I think the title of the poll should be changed to "Roguelikes of the Year" to represent the fact that first place isn't all-important. Anything that has more than a handful of votes obviously has enough fans to warrant looking at. To disallow ToME4 or Crawl would be a shame considering how much both have improved this year.

Joseph said...

No matter the reservations one must admit that ToME has released enough good stuff this year to be recognized as "Roguelike Of The Year."

But given just one vote I too would vote for Brogue. As best of the year and as my favorite roguelike to play.

solfall said...

"Anything that has more than a handful of votes obviously has enough fans to warrant looking at"

I know what you mean, but I wouldn't say it this way, because it could be interpreted as "sth. with fans must be good in a way" -- and for all those who dislike DoD, for example, this would not be true; for them, it would be "sth. with fans can also be bad if the fans are wrong". ;-)

Anyway, that's not important. I think every game on the list deserves some recognition, and it may even be a good idea to NOT look into the winners, but explicitly look into the games with 50 to 100 votes, or 10 to 20 (hehe).

parisian goldfish said...

@Holsety - I don't need a poll to tell me that!

Joshua Day said...

@parisian goldfish: You presume that Brogue won't be getting as much better next year as it did this year. There's a lot of room for attrition from Crawl's ranks, even! Brogue's done great in this poll, and since it doesn't have much of a community to itself (I mean, it's mostly people who play other roguelikes, too, and a lot of them read this blog), its votes are all the more precious.

Devoto said...

So no Dark Souls? I can't help but see it as a Roguelike, at least if the genre wasn't so defined by stubbornly appearing to be made in the 80s.

Andrew Doull said...

Devoto: Again, Dark Souls (and Demon's Souls, last year) didn't qualify because they didn't meet the qualification requirements, not because they couldn't be seen as roguelikes.

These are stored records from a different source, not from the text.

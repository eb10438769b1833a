//! Shared message plumbing: headers and the routing contract used by the
//! buses.

use std::{collections::BTreeMap, future::Future, pin::Pin};

use crate::id::AggregateId;

/// Key/value metadata attached to commands, streams and events.
pub type Header = BTreeMap<String, String>;

/// Header key carrying the acting principal.
pub const OPERATOR_HEADER: &str = "operator";
/// Header key set on streams that are re-sent by the compensator.
pub const COMPENSATION_ID_HEADER: &str = "compensation_id";

/// Boxed future for the few object-safe seams of the crate.
pub type BoxFuture<'a, T> = Pin<Box<dyn Future<Output = T> + Send + 'a>>;

/// Anything that can travel over a [`MessageBus`](crate::bus::MessageBus).
///
/// The aggregate id is the partition key: two messages with the same id are
/// delivered to a subscriber in send order. Every message is caused by a
/// command; the command and request ids correlate wait signals and error
/// records.
pub trait Message: Clone + Send + Sync + 'static {
    fn message_id(&self) -> &str;

    fn aggregate_id(&self) -> &AggregateId;

    fn header(&self) -> &Header;

    fn command_id(&self) -> &str;

    fn request_id(&self) -> &str;

    /// Aggregate version after the causing command, when known.
    fn aggregate_version(&self) -> Option<u64> {
        None
    }

    /// Inclusive `(head, tail)` versions covered by the message. Defaults to
    /// the single [`aggregate_version`](Self::aggregate_version).
    fn version_range(&self) -> Option<(u64, u64)> {
        self.aggregate_version().map(|version| (version, version))
    }
}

Eric Michael Wykoff said...

Another Dark Souls fan here :) It's actually been the main reason I've taken a break from Tome.

Linaniil of the Kar'Krul said...

ToME is at 666, this is the final proof I am evil ! :)

Joseph said...

Was Dark Souls a procedurally generated game?

Devoto said...

Joseph: No it wasn't, although a random element that I think has a similar effect is that other players can "invade" your world at any point (well, as long as you're in human form) and will typically be at your strength or above. You also get people with the ability to curse your world which will spawn stronger and different enemies than that would normally be there until you go into their world and kill them.

Eric Michael Wykoff said...

I personally don't count Dark Souls as a roguelike. It doesn't have perma-death or randomly generated dungeons.

It is a very hard and unforgiving game though and falls into the action/adventure RPG genre. If I wanted to compare it to other games I'd say it harkens back to the days of old NES titles in terms of difficulty with a lot of modern day stuff added in, like an extremely unique online game play element, modern day graphics, and a very deep combat system.

A great game for sure and it certainly has some roguelike elements (it's a very hard and unforgiving action adventure/rpg game after all) but it is missing some key things I see as defining the roguelike genre (perma-death for one).